Monday, October 9, 2017

It’s difficult to understand why bad things happen to good people. It goes without saying that the Texans’ J.J. Watt is beloved in his adopted home of Houston. It is also true that his broken leg, a tibial plateau fracture, will call into question whether he will play again in the NFL.

His response on Twitter to his situation?

“I can’t sugar coat it, I am devastated. All I want to do is be out there on that field for my teammates and this city. I’m sorry.”

This from the man who raised tens of millions of dollars for the Houston hurricane relief efforts and who has played and been recognized as the best defensive player in the league. but the demon of injuries is blind to ability to play and a tibila plateau fracture is a big deal.

Broken bones are not all created equally. It’s all about location. The tibia (shin bone) connects to the femur to form the knee, and to the talus to form the ankle joint. Fractures that involve the joint surface have the potential to not heal appropriately and cause long term problems like arthritis, stiffness and loss of range of motion. This is especially true for the tibial plateau.

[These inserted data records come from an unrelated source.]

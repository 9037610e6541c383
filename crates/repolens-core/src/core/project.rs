//! Per-project runtime: binds a project directory to its sandbox namespace
//! and serializes mutating operations on it.

use std::collections::HashMap;
use std::path::{Path, PathBuf};
use std::sync::{Arc, Mutex, PoisonError};

use anyhow::Result;
use tokio_util::sync::CancellationToken;

use super::events::FrameTx;
use super::relay::{RelayOutcome, relay};
use crate::backup::{self, BackupHandle, BackupReport};
use crate::config::Config;
use crate::context::{self, DynamicContextResult, ScanReport};
use crate::error::{CoreError, CoreResult};
use crate::prompts;
use crate::providers::{ConversationMessage, ProviderClient, ProviderKind};
use crate::sandbox::{
    ApiKeyStore, BundleStore, ContextSettings, Namespace, SandboxKind, SettingsStore,
    SettingsUpdate, normalize,
};

/// Absolute path of a project directory; the identity key for all
/// per-project state.
#[derive(Debug, Clone, PartialEq, Eq, Hash)]
pub struct ProjectHandle {
    root: PathBuf,
}

impl ProjectHandle {
    /// # Errors
    /// `InvalidInput` if `path` is empty, relative or not a directory.
    pub fn new(path: impl AsRef<Path>) -> CoreResult<Self> {
        let path = path.as_ref();
        if path.as_os_str().is_empty() {
            return Err(CoreError::invalid_input("project path is empty"));
        }
        if !path.is_absolute() {
            return Err(CoreError::invalid_input(format!(
                "project path must be absolute: {}",
                path.display()
            )));
        }
        let root = normalize(path);
        if !root.is_dir() {
            return Err(CoreError::invalid_input(format!(
                "project path is not a directory: {}",
                root.display()
            )));
        }
        Ok(Self { root })
    }

    pub fn root(&self) -> &Path {
        &self.root
    }
}

/// Result of one chat turn.
#[derive(Debug, Clone)]
pub struct ChatOutcome {
    /// Present when dynamic context ran before the relay
    pub dynamic: Option<DynamicContextResult>,
    pub relay: RelayOutcome,
}

type ProjectLock = Arc<tokio::sync::Mutex<()>>;

/// Entry point for every project operation.
pub struct ProjectRuntime {
    config: Config,
    sandbox_root: PathBuf,
    locks: Mutex<HashMap<String, ProjectLock>>,
}

impl ProjectRuntime {
    pub fn new(config: Config) -> Self {
        let configured = config.sandbox_root();
        let sandbox_root = if configured.is_absolute() {
            normalize(&configured)
        } else {
            std::env::current_dir().map_or(configured.clone(), |cwd| normalize(&cwd.join(&configured)))
        };
        Self {
            config,
            sandbox_root,
            locks: Mutex::new(HashMap::new()),
        }
    }

    pub fn config(&self) -> &Config {
        &self.config
    }

    pub fn sandbox_root(&self) -> &Path {
        &self.sandbox_root
    }

    pub fn namespace(&self, project: &ProjectHandle) -> Namespace {
        Namespace::new(&self.sandbox_root, project.root())
    }

    fn lock_for(&self, namespace: &Namespace) -> ProjectLock {
        let mut locks = self.locks.lock().unwrap_or_else(PoisonError::into_inner);
        Arc::clone(locks.entry(namespace.id().to_string()).or_default())
    }

    fn prepared(&self, project: &ProjectHandle) -> CoreResult<Namespace> {
        let namespace = self.namespace(project);
        namespace.ensure()?;
        Ok(namespace)
    }

    /// # Errors
    /// `Io` if the namespace cannot be created.
    pub fn bundle_store(&self, project: &ProjectHandle) -> CoreResult<BundleStore> {
        Ok(BundleStore::new(
            self.prepared(project)?.path(SandboxKind::Files),
        ))
    }

    /// # Errors
    /// `Io` if the namespace cannot be created.
    pub fn settings_store(&self, project: &ProjectHandle) -> CoreResult<SettingsStore> {
        Ok(SettingsStore::new(
            self.prepared(project)?.path(SandboxKind::Settings),
        ))
    }

    /// Full scan into the project's bundle.
    ///
    /// # Errors
    /// `Scan` on an unreadable directory, `Io` on storage failure.
    pub async fn scan(&self, project: &ProjectHandle) -> CoreResult<ScanReport> {
        let namespace = self.prepared(project)?;
        let lock = self.lock_for(&namespace);
        let _guard = lock.lock().await;

        let settings = SettingsStore::new(namespace.path(SandboxKind::Settings)).context_settings()?;
        let store = BundleStore::new(namespace.path(SandboxKind::Files));
        let report = context::scan_into(
            project.root(),
            &settings,
            &[self.sandbox_root.clone()],
            &store,
        )?;
        tracing::info!(
            project = %project.root().display(),
            files = report.files_included,
            "scan finished"
        );
        Ok(report)
    }

    /// Structure followed by content.
    ///
    /// # Errors
    /// `Io` on read failure.
    pub fn bundle(&self, project: &ProjectHandle) -> CoreResult<String> {
        self.bundle_store(project)?.read()
    }

    /// # Errors
    /// `InvalidInput` for malformed stored settings, `Io` on failure.
    pub fn context_settings(&self, project: &ProjectHandle) -> CoreResult<ContextSettings> {
        self.settings_store(project)?.context_settings()
    }

    /// # Errors
    /// `InvalidInput` for malformed stored settings, `Io` on failure.
    pub fn update_settings(
        &self,
        project: &ProjectHandle,
        update: SettingsUpdate,
    ) -> CoreResult<ContextSettings> {
        self.settings_store(project)?.update(update)
    }

    /// # Errors
    /// `InvalidInput` for malformed stored settings, `Io` on failure.
    pub fn dynamic_context_enabled(&self, project: &ProjectHandle) -> CoreResult<bool> {
        Ok(self.settings_store(project)?.dynamic_context()?.enabled)
    }

    /// # Errors
    /// `Io` if the toggle cannot be written.
    pub fn set_dynamic_context(&self, project: &ProjectHandle, enabled: bool) -> CoreResult<()> {
        self.settings_store(project)?.set_dynamic_context(enabled)
    }

    /// Shared key store under `internals`.
    ///
    /// # Errors
    /// Returns an error if the store exists but cannot be read.
    pub fn api_keys(&self) -> Result<ApiKeyStore> {
        ApiKeyStore::load(&self.internals_dir())
    }

    /// # Errors
    /// Returns an error if the store cannot be read or written.
    pub fn save_api_key(&self, kind: ProviderKind, key: &str) -> Result<()> {
        let internals = self.internals_dir();
        let mut store = ApiKeyStore::load(&internals)?;
        store.set(kind.id(), key);
        store.save(&internals)
    }

    fn internals_dir(&self) -> PathBuf {
        self.sandbox_root.join(SandboxKind::Internals.as_str())
    }

    /// Builds a client for `kind` (or the configured default).
    ///
    /// # Errors
    /// `InvalidInput` when no usable credentials or endpoint exist.
    pub fn provider_client(
        &self,
        kind: Option<ProviderKind>,
        model: Option<&str>,
    ) -> CoreResult<ProviderClient> {
        let kind = kind.unwrap_or_else(|| self.config.provider_kind());
        let keys = self.api_keys().unwrap_or_else(|e| {
            tracing::warn!("Ignoring unreadable key store: {e:#}");
            ApiKeyStore::default()
        });
        ProviderClient::from_config(kind, &self.config, model, keys.get(kind.id()))
            .map_err(|e| CoreError::invalid_input(e.to_string()))
    }

    /// System prompt assembled from the current bundle.
    ///
    /// # Errors
    /// `Io` on read failure.
    pub fn system_prompt(&self, project: &ProjectHandle) -> CoreResult<String> {
        let (structure, content) = self.bundle_store(project)?.read_parts()?;
        Ok(prompts::build_system_prompt(
            self.config.effective_system_prompt(),
            project.root(),
            &structure,
            &content,
        ))
    }

    /// Asks the model which files matter and narrows the content artifact.
    ///
    /// # Errors
    /// `UpstreamApi` on provider failure, `Cancelled` on abort.
    pub async fn dynamic_context(
        &self,
        project: &ProjectHandle,
        client: &ProviderClient,
        conversation: &[ConversationMessage],
        cancel: &CancellationToken,
    ) -> CoreResult<DynamicContextResult> {
        let namespace = self.prepared(project)?;
        let lock = self.lock_for(&namespace);
        let _guard = lock.lock().await;

        let settings = SettingsStore::new(namespace.path(SandboxKind::Settings)).context_settings()?;
        let store = BundleStore::new(namespace.path(SandboxKind::Files));
        let system_prompt = self.system_prompt(project)?;
        context::dynamic::narrow(
            client,
            conversation,
            &system_prompt,
            project.root(),
            &settings,
            &store,
            cancel,
        )
        .await
    }

    /// Runs one chat turn: dynamic narrowing when enabled, then the relay.
    ///
    /// # Errors
    /// Propagates dynamic-context and relay failures. A cancelled relay is
    /// reported through the outcome state.
    pub async fn chat(
        &self,
        project: &ProjectHandle,
        client: &ProviderClient,
        conversation: &mut Vec<ConversationMessage>,
        frames: FrameTx,
        cancel: &CancellationToken,
    ) -> CoreResult<ChatOutcome> {
        let dynamic = if self.dynamic_context_enabled(project)? {
            Some(
                self.dynamic_context(project, client, conversation, cancel)
                    .await?,
            )
        } else {
            None
        };

        let system_prompt = self.system_prompt(project)?;
        let relay = relay(client, conversation, Some(&system_prompt), frames, cancel).await?;
        Ok(ChatOutcome { dynamic, relay })
    }

    /// Starts a backup. The project stays locked until the worker ends.
    ///
    /// # Errors
    /// `Io` if the namespace cannot be created, `Worker` if the worker
    /// cannot start.
    pub async fn backup(&self, project: &ProjectHandle) -> CoreResult<BackupHandle> {
        let namespace = self.prepared(project)?;
        let guard = self.lock_for(&namespace).lock_owned().await;
        tracing::info!(project = %project.root().display(), "backup started");
        backup::start_backup(project.root(), &namespace, Some(guard))
    }

    /// # Errors
    /// `Restore` when no backup exists or the swap fails.
    pub async fn restore(&self, project: &ProjectHandle) -> CoreResult<BackupReport> {
        let namespace = self.namespace(project);
        let lock = self.lock_for(&namespace);
        let _guard = lock.lock().await;
        backup::restore(project.root(), &namespace)
    }
}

The top of the tibia, has two shallow surfaces lined with cartilage that allow space for the femoral condyles to slide and allow the knee joint to flex (bend) and extend (straighten). It takes a lot of force to fracture the tibial plateau and in addition to the trauma, there needs to be some bad luck involved, where the knee is just in the right position, so that the force drives the tibia into the femur and shatters that once smooth surface. Most often, these injuries occur in car wrecks or falls from height where a load is placed on an extended leg and all the force is transmitted into the knee.

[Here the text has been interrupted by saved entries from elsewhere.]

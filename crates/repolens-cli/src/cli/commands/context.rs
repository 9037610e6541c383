//! Scan, bundle and settings command handlers.

use anyhow::{Context, Result};
use repolens_core::core::project::{ProjectHandle, ProjectRuntime};
use repolens_core::sandbox::{ContextSettings, SettingsUpdate};
use serde::Serialize;

pub async fn scan(runtime: &ProjectRuntime, project: &ProjectHandle) -> Result<()> {
    let report = runtime.scan(project).await?;
    println!(
        "Scanned {} files ({} entries) in {}",
        report.files_included,
        report.entries_listed,
        project.root().display()
    );
    Ok(())
}

pub fn show(runtime: &ProjectRuntime, project: &ProjectHandle) -> Result<()> {
    let bundle = runtime.bundle(project)?;
    if bundle.is_empty() {
        eprintln!("No context bundle yet. Run `repolens scan` first.");
    }
    print!("{bundle}");
    Ok(())
}

#[derive(Serialize)]
#[serde(rename_all = "camelCase")]
struct SettingsView<'a> {
    #[serde(flatten)]
    settings: &'a ContextSettings,
    dynamic_context: bool,
}

fn print_settings(settings: &ContextSettings, dynamic_context: bool) -> Result<()> {
    let view = SettingsView {
        settings,
        dynamic_context,
    };
    println!(
        "{}",
        serde_json::to_string_pretty(&view).context("serialize settings")?
    );
    Ok(())
}

pub fn show_settings(runtime: &ProjectRuntime, project: &ProjectHandle) -> Result<()> {
    let settings = runtime.context_settings(project)?;
    print_settings(&settings, runtime.dynamic_context_enabled(project)?)
}

pub fn set_settings(
    runtime: &ProjectRuntime,
    project: &ProjectHandle,
    update: SettingsUpdate,
) -> Result<()> {
    if update.is_empty() {
        anyhow::bail!("Nothing to update. Pass --include, --exclude or --extensions.");
    }
    let settings = runtime.update_settings(project, update)?;
    print_settings(&settings, runtime.dynamic_context_enabled(project)?)
}

pub fn set_dynamic(runtime: &ProjectRuntime, project: &ProjectHandle, enabled: bool) -> Result<()> {
    runtime.set_dynamic_context(project, enabled)?;
    println!(
        "Dynamic context {}",
        if enabled { "enabled" } else { "disabled" }
    );
    Ok(())
}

Anatomy is important in understanding injury patterns. The top of the tibia is expensive real estate. There is a medial and a lateral tibial plateau, both covered with a meniscus or cartilage, and between the two is the intercondylar notch where the ACL (anterior cruciate ligament) and PCL (posterior cruciate ligament) attach. Because the knee is designed to be held in slight valgus, the medial tibial plateau tends to have thicker bone that that makes is less prone to injury than the lateral tibial plateau.

When the tibial plateau is forced into the femoral condyle the bone collapses and the surface where the cartilage sits, may or may not get crushed. The pain is immediate, the swelling occurs quickly and trying to walk on the injury may or may not be possible, depending on the severity of the break. X-rays can show the general injury, but they are only 2D images and the body is three dimensional. CT may be needed to look at the surface of the plateau and understand the extent of damage…and if there is concern that there are ligaments involved, an MRI might also be needed.

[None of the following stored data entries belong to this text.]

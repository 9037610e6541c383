//! CLI command handlers.

pub mod backup;
pub mod chat;
pub mod config;
pub mod context;
pub mod keys;
pub mod run;
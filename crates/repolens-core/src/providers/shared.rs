//! Provider-agnostic types shared across LLM backends.

use std::fmt;

use futures_util::stream::BoxStream;
use serde::{Deserialize, Serialize};
use serde_json::Value;

/// Standard User-Agent header for repolens API requests.
pub const USER_AGENT: &str = concat!("repolens/", env!("CARGO_PKG_VERSION"));

// ============================================================================
// Config resolution helpers
// ============================================================================

/// Resolves an API key with precedence: config > key store > env.
///
/// # Errors
/// Returns a `Config` provider error when no source yields a non-empty key.
pub fn resolve_api_key(
    config_api_key: Option<&str>,
    stored_api_key: Option<&str>,
    env_var: &str,
    config_section: &str,
) -> ProviderResult<String> {
    for candidate in [config_api_key, stored_api_key].into_iter().flatten() {
        let trimmed = candidate.trim();
        if !trimmed.is_empty() {
            return Ok(trimmed.to_string());
        }
    }

    std::env::var(env_var)
        .ok()
        .map(|key| key.trim().to_string())
        .filter(|key| !key.is_empty())
        .ok_or_else(|| {
            ProviderError::new(
                ProviderErrorKind::Config,
                format!(
                    "No API key available. Set {env_var}, run `repolens keys set {config_section} <KEY>`, \
                     or set api_key in [providers.{config_section}]."
                ),
            )
        })
}

/// Resolves a base URL with precedence: env > config > default.
///
/// # Errors
/// Returns a `Config` provider error if the chosen URL is malformed.
pub fn resolve_base_url(
    config_base_url: Option<&str>,
    env_var: &str,
    default_url: &str,
    provider_name: &str,
) -> ProviderResult<String> {
    if let Ok(env_url) = std::env::var(env_var) {
        let trimmed = env_url.trim();
        if !trimmed.is_empty() {
            validate_url(trimmed, provider_name)?;
            return Ok(trimmed.trim_end_matches('/').to_string());
        }
    }

    if let Some(config_url) = config_base_url {
        let trimmed = config_url.trim();
        if !trimmed.is_empty() {
            validate_url(trimmed, provider_name)?;
            return Ok(trimmed.trim_end_matches('/').to_string());
        }
    }

    Ok(default_url.to_string())
}

fn validate_url(url: &str, provider_name: &str) -> ProviderResult<()> {
    url::Url::parse(url).map_err(|err| {
        ProviderError::new(
            ProviderErrorKind::Config,
            format!("Invalid {provider_name} base URL: {url} ({err})"),
        )
    })?;
    Ok(())
}

// ============================================================================
// Conversation model
// ============================================================================

#[derive(Debug, Clone, Copy, PartialEq, Eq, Serialize, Deserialize)]
#[serde(rename_all = "lowercase")]
pub enum Role {
    User,
    Assistant,
}

impl Role {
    pub fn as_str(self) -> &'static str {
        match self {
            Role::User => "user",
            Role::Assistant => "assistant",
        }
    }
}

/// One turn of a chat session.
///
/// Images are raw bytes in memory and base64 strings on the wire.
#[derive(Debug, Clone, PartialEq, Eq, Serialize, Deserialize)]
#[serde(rename_all = "camelCase")]
pub struct ConversationMessage {
    pub role: Role,
    pub content: String,
    #[serde(default, skip_serializing_if = "Vec::is_empty", with = "base64_blobs")]
    pub images: Vec<Vec<u8>>,
    #[serde(default = "default_complete")]
    pub is_complete: bool,
    #[serde(default, skip_serializing_if = "Option::is_none")]
    pub provider_label: Option<String>,
}

fn default_complete() -> bool {
    true
}

impl ConversationMessage {
    pub fn user(content: impl Into<String>) -> Self {
        Self {
            role: Role::User,
            content: content.into(),
            images: Vec::new(),
            is_complete: true,
            provider_label: None,
        }
    }

    #[must_use]
    pub fn with_images(mut self, images: Vec<Vec<u8>>) -> Self {
        self.images = images;
        self
    }

    /// Creates an empty, incomplete assistant message to stream into.
    pub fn pending_assistant(provider_label: impl Into<String>) -> Self {
        Self {
            role: Role::Assistant,
            content: String::new(),
            images: Vec::new(),
            is_complete: false,
            provider_label: Some(provider_label.into()),
        }
    }

    pub fn is_pending_assistant(&self) -> bool {
        self.role == Role::Assistant && !self.is_complete
    }
}

/// Returns the turns that should be sent upstream: everything except a
/// trailing in-progress assistant message.
pub fn request_turns(conversation: &[ConversationMessage]) -> &[ConversationMessage] {
    match conversation.last() {
        Some(last) if last.is_pending_assistant() => &conversation[..conversation.len() - 1],
        _ => conversation,
    }
}

/// Best-effort MIME sniffing for image blobs. Falls back to PNG.
pub fn image_mime_type(bytes: &[u8]) -> &'static str {
    infer::get(bytes)
        .map(|kind| kind.mime_type())
        .filter(|mime| mime.starts_with("image/"))
        .unwrap_or("image/png")
}

mod base64_blobs {
    use base64::Engine;
    use base64::engine::general_purpose::STANDARD;
    use serde::{Deserialize, Deserializer, Serializer, de};

    pub fn serialize<S>(blobs: &[Vec<u8>], serializer: S) -> Result<S::Ok, S::Error>
    where
        S: Serializer,
    {
        serializer.collect_seq(blobs.iter().map(|blob| STANDARD.encode(blob)))
    }

    pub fn deserialize<'de, D>(deserializer: D) -> Result<Vec<Vec<u8>>, D::Error>
    where
        D: Deserializer<'de>,
    {
        let encoded: Vec<String> = Vec::deserialize(deserializer)?;
        encoded
            .iter()
            .map(|item| {
                // Accept data URLs as well as bare base64.
                let payload = item.split_once(";base64,").map_or(item.as_str(), |(_, d)| d);
                STANDARD.decode(payload).map_err(de::Error::custom)
            })
            .collect()
    }
}

// ============================================================================
// Errors
// ============================================================================

/// Categories of provider errors for consistent error handling.
#[derive(Debug, Clone, Copy, PartialEq, Eq, Serialize, Deserialize)]
#[serde(rename_all = "snake_case")]
pub enum ProviderErrorKind {
    /// HTTP status error (4xx, 5xx)
    HttpStatus,
    /// Connection timeout or request timeout
    Timeout,
    /// Failed to parse response (JSON parse error, invalid SSE, etc.)
    Parse,
    /// API-level error returned by the provider mid-stream
    ApiError,
    /// Missing credentials or malformed endpoint configuration
    Config,
}

impl fmt::Display for ProviderErrorKind {
    fn fmt(&self, f: &mut fmt::Formatter<'_>) -> fmt::Result {
        match self {
            ProviderErrorKind::HttpStatus => write!(f, "http_status"),
            ProviderErrorKind::Timeout => write!(f, "timeout"),
            ProviderErrorKind::Parse => write!(f, "parse"),
            ProviderErrorKind::ApiError => write!(f, "api_error"),
            ProviderErrorKind::Config => write!(f, "config"),
        }
    }
}

/// Structured error from the provider with kind and details.
#[derive(Debug, Clone, Serialize, Deserialize)]
pub struct ProviderError {
    pub kind: ProviderErrorKind,
    /// One-line summary suitable for display
    pub message: String,
    /// Raw error body, when the provider returned one
    pub details: Option<String>,
    /// HTTP status, when the failure came from a response
    pub status: Option<u16>,
}

impl ProviderError {
    pub fn new(kind: ProviderErrorKind, message: impl Into<String>) -> Self {
        Self {
            kind,
            message: message.into(),
            details: None,
            status: None,
        }
    }

    /// Creates an HTTP status error, keeping the full body in `details`.
    pub fn http_status(status: u16, body: &str) -> Self {
        let mut message = format!("HTTP {status}");
        if let Ok(json) = serde_json::from_str::<Value>(body)
            && let Some(msg) = json
                .get("error")
                .and_then(|e| e.get("message"))
                .and_then(|v| v.as_str())
        {
            message = format!("HTTP {status}: {msg}");
        }
        Self {
            kind: ProviderErrorKind::HttpStatus,
            message,
            details: (!body.is_empty()).then(|| body.to_string()),
            status: Some(status),
        }
    }

    pub fn timeout(message: impl Into<String>) -> Self {
        Self::new(ProviderErrorKind::Timeout, message)
    }

    /// Creates an API error (from mid-stream error event).
    pub fn api_error(error_type: &str, message: &str) -> Self {
        Self::new(ProviderErrorKind::ApiError, format!("{error_type}: {message}"))
    }

    pub fn parse(message: impl Into<String>) -> Self {
        Self::new(ProviderErrorKind::Parse, message)
    }
}

impl fmt::Display for ProviderError {
    fn fmt(&self, f: &mut fmt::Formatter<'_>) -> fmt::Result {
        write!(f, "{}", self.message)
    }
}

impl std::error::Error for ProviderError {}

/// Result type for provider operations.
pub type ProviderResult<T> = std::result::Result<T, ProviderError>;

pub(crate) fn classify_reqwest_error(e: &reqwest::Error) -> ProviderError {
    if e.is_timeout() {
        ProviderError::timeout(format!("Request timed out: {e}"))
    } else if e.is_connect() {
        ProviderError::timeout(format!("Connection failed: {e}"))
    } else {
        ProviderError::new(ProviderErrorKind::HttpStatus, format!("Network error: {e}"))
    }
}

/// Maps an SSE decoding failure. Transport failures end the stream; UTF-8
/// and framing problems only spoil the current frame.
pub(crate) fn classify_stream_error<E: std::fmt::Display>(
    e: &eventsource_stream::EventStreamError<E>,
) -> ProviderError {
    match e {
        eventsource_stream::EventStreamError::Transport(inner) => ProviderError::new(
            ProviderErrorKind::HttpStatus,
            format!("Stream interrupted: {inner}"),
        ),
        other => ProviderError::parse(format!("SSE stream error: {other}")),
    }
}

// ============================================================================
// Streaming
// ============================================================================

/// Events emitted by provider SSE parsers.
#[derive(Debug, Clone, PartialEq)]
pub enum StreamEvent {
    MessageStart { model: String },
    ContentBlockStart { index: usize },
    /// Incremental text for the assistant reply
    TextDelta { index: usize, text: String },
    ContentBlockCompleted { index: usize },
    MessageDelta { stop_reason: Option<String> },
    MessageCompleted,
    /// Keepalive
    Ping,
    /// Error event from the API
    Error { error_type: String, message: String },
}

/// Boxed stream of provider events.
pub type ProviderStream = BoxStream<'static, ProviderResult<StreamEvent>>;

When it comes a decision about surgery, it’s all about making certain that the joint surface lines up properly. If there is any step off, inflammation will occur with each step taken as the femoral condyle rubs against the uneven surface. The long-term complications include pain, knee stiffness and arthritis, but other problems might arise, including malunion (failure of the bone to heal) or collapse of the fracture, so that the knee joint has no bone beneath for support.

The bottom line for Mr. Watt is that a tibia plateau fracture is a bad thing that happened to a good person. Depending upon the extent of the injury, his recovery and return to play might span a spectrum that runs months to never. The goal for all patients is to return them to the level of function that they had enjoyed prior to the injury. Unfortunately, most patients aren’t best in class NFL defensive lineman.